ウォッチ(Rating Watch)
専門用語解説
ウォッチ(Rating Watch)
ウォッチ(Rating Watch)とは、信用格付けが近い将来に変更される可能性が高いとして、格付け機関が発行体や特定の債務を一時的に注視対象とする状態を指します。格付けそのものは現時点では維持されていますが、重要な事象が発生、または発生する見込みがあるため、通常より短い時間軸で再評価が行われる可能性があることを示しています。

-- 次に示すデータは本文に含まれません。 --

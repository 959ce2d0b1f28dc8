use anyhow::{bail, Context, Result};
use clap::Parser;
use log::{info, warn};
use packet_streamer::capture::{
    check_filter, list_interfaces, pick_default, CaptureController, FileOpener, LiveOpener,
    SessionReport, SourceOpener,
};
use packet_streamer::config::Config;
use packet_streamer::decode::{LinkLayer, PacketSummary};
use packet_streamer::sink::{ChannelSink, EventSink, JsonLinesSink};
use packet_streamer::ui::App;
use std::io;
use tokio::runtime::Runtime;
use tokio::sync::mpsc;

#[derive(Parser)]
#[command(name = "packet-streamer")]
#[command(about = "Live packet capture streamed as decoded per-frame summaries")]
struct Cli {
    #[arg(short, long, help = "Network interface to capture on")]
    interface: Option<String>,

    #[arg(short, long, help = "Capture filter expression, or 'all' for no filter")]
    filter: Option<String>,

    #[arg(short, long, help = "Configuration file path")]
    config: Option<String>,

    #[arg(short, long, value_name = "FILE", help = "Replay a pcap file instead of a live device")]
    read: Option<String>,

    #[arg(short, long, help = "List capture devices and exit")]
    list_devices: bool,

    #[arg(long, help = "Write JSON lines to stdout instead of starting the live view")]
    json: bool,

    #[arg(long, help = "Put the interface into promiscuous mode")]
    promiscuous: bool,

    #[arg(long, help = "Attach a per-layer breakdown and hex dump to every packet")]
    dump: bool,

    #[arg(short, long, help = "Enable debug logging")]
    debug: bool,
}

fn main() -> Result<()> {
    let cli = Cli::parse();

    // the live view owns the terminal, so it only logs when asked to
    let headless = cli.json || cli.list_devices;
    if headless || cli.debug {
        let level = if cli.debug { "debug" } else { "info" };
        env_logger::Builder::from_env(env_logger::Env::default().default_filter_or(level)).init();
    }

    let mut config = match &cli.config {
        Some(path) => Config::load_from_file(path)?,
        None => Config::default(),
    };
    if let Some(filter) = cli.filter {
        config.capture.filter = filter;
    }
    if cli.interface.is_some() {
        config.capture.interface = cli.interface;
    }
    config.capture.promiscuous |= cli.promiscuous;
    config.decoder.layer_dump |= cli.dump;

    if cli.list_devices {
        return print_devices(cli.json);
    }

    check_filter(&config.capture.filter, LinkLayer::Ethernet)
        .context("Capture filter rejected")?;

    let runtime = Runtime::new().context("Failed to start the tokio runtime")?;
    let reports = match cli.read {
        Some(path) => stream(&runtime, FileOpener, &path, &config, cli.json)?,
        None => {
            let device = config
                .capture
                .interface
                .clone()
                .unwrap_or_else(|| pick_default(&list_interfaces()));
            let opener = LiveOpener::new(config.capture.clone());
            stream(&runtime, opener, &device, &config, cli.json)?
        }
    };

    summarize(&reports)
}

fn print_devices(json: bool) -> Result<()> {
    let interfaces = list_interfaces();
    if json {
        println!("{}", serde_json::to_string_pretty(&interfaces)?);
        return Ok(());
    }

    if interfaces.is_empty() {
        warn!("No capture devices found; capturing usually needs root or cap_net_raw");
    }
    for iface in &interfaces {
        let mut flags = Vec::new();
        if iface.is_up {
            flags.push("up");
        }
        if iface.is_loopback {
            flags.push("loopback");
        }
        println!("{:<16} [{}] {}", iface.name, flags.join(","), iface.description);
        for address in &iface.addresses {
            println!("{:<16}   {}", "", address.network);
        }
    }
    Ok(())
}

fn stream<O: SourceOpener>(
    runtime: &Runtime,
    opener: O,
    device: &str,
    config: &Config,
    json: bool,
) -> Result<Vec<SessionReport>> {
    let (sink, events) = ChannelSink::channel(config.capture.event_buffer);
    let controller = CaptureController::new(opener, sink)
        .with_filter(config.capture.filter.clone())
        .with_decoder_options(config.decoder);

    if json {
        return Ok(runtime.block_on(stream_json(controller, events, device)));
    }

    let mut app = App::new(controller, events, device, config.ui.clone());
    let result = {
        let _guard = runtime.enter();
        app.start();
        app.run()
    };
    let reports = runtime.block_on(app.shutdown());
    result?;
    Ok(reports)
}

async fn stream_json<O: SourceOpener>(
    mut controller: CaptureController<O, ChannelSink>,
    mut events: mpsc::Receiver<PacketSummary>,
    device: &str,
) -> Vec<SessionReport> {
    controller.start_capture(device);
    let mut out = JsonLinesSink::new(io::stdout());

    {
        let finished = async {
            if let Some(handle) = controller.active() {
                handle.finished().await
            }
        };
        tokio::pin!(finished);
        let ctrl_c = tokio::signal::ctrl_c();
        tokio::pin!(ctrl_c);

        loop {
            tokio::select! {
                biased;
                _ = &mut ctrl_c => {
                    info!("Interrupted, stopping capture");
                    break;
                }
                event = events.recv() => match event {
                    Some(summary) => {
                        if out.emit(summary).is_err() {
                            break;
                        }
                    }
                    None => break,
                },
                _ = &mut finished => {
                    // the loop has exited, so everything it sent is already queued
                    while let Ok(summary) = events.try_recv() {
                        if out.emit(summary).is_err() {
                            break;
                        }
                    }
                    break;
                }
            }
        }
    }

    // a session blocked on a full channel only sees the stop once this is gone
    drop(events);
    controller.shutdown().await
}

fn summarize(reports: &[SessionReport]) -> Result<()> {
    for report in reports {
        info!(
            "Session {} on {}: {} ({} frames read, {} delivered, {} discarded, {} partly decoded)",
            report.session,
            report.device,
            report.reason,
            report.stats.frames_read,
            report.stats.frames_delivered,
            report.stats.frames_discarded,
            report.stats.decode_failures
        );
    }

    if let Some(failed) = reports.iter().find(|r| r.reason.is_failure()) {
        bail!("Capture on {} failed: {}", failed.device, failed.reason);
    }
    Ok(())
}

ウォッチは、信用力に影響を与える不確実性が高まっている局面で付与されます。具体的には、大型のM&Aや事業再編、資本政策の変更、規制や訴訟リスク、資金調達計画の進捗状況など、企業の財務や事業環境に大きな変化をもたらしうるイベントが背景となるケースが一般的です。格付け機関は、これらの事象の結果を見極めたうえで、格付けを据え置くか、変更するかを判断します。
表記は格付け機関によって若干異なりますが、考え方は共通しています。フィッチおよびS&Pでは「Rating Watch」という用語が使われ、ムーディーズでは「Rating Under Review」と表現されます。また、多くの場合、想定される方向性として「ネガティブ」「ポジティブ」「デベロッピング(方向未定)」といった区分が併記されます。
投資実務においてウォッチは、「格付けが安定した状態ではない」ことを示す公式なサインとして扱われます。アウトルックよりも切迫度が高く、通常は数週間から数か月程度の比較的短期間で結論が示される点が特徴です。そのため、債券価格や市場での評価が変動しやすく、流動性にも影響が及ぶことがあります。
個人投資家にとって重要なのは、ウォッチは単なる注意喚起ではなく、格付け機関が「判断を保留しつつ精査している段階」であると理解することです。ウォッチに入った理由や、方向性の表示が何を意味しているのかを確認することで、その後の格付け変更リスクをより具体的に把握することができます。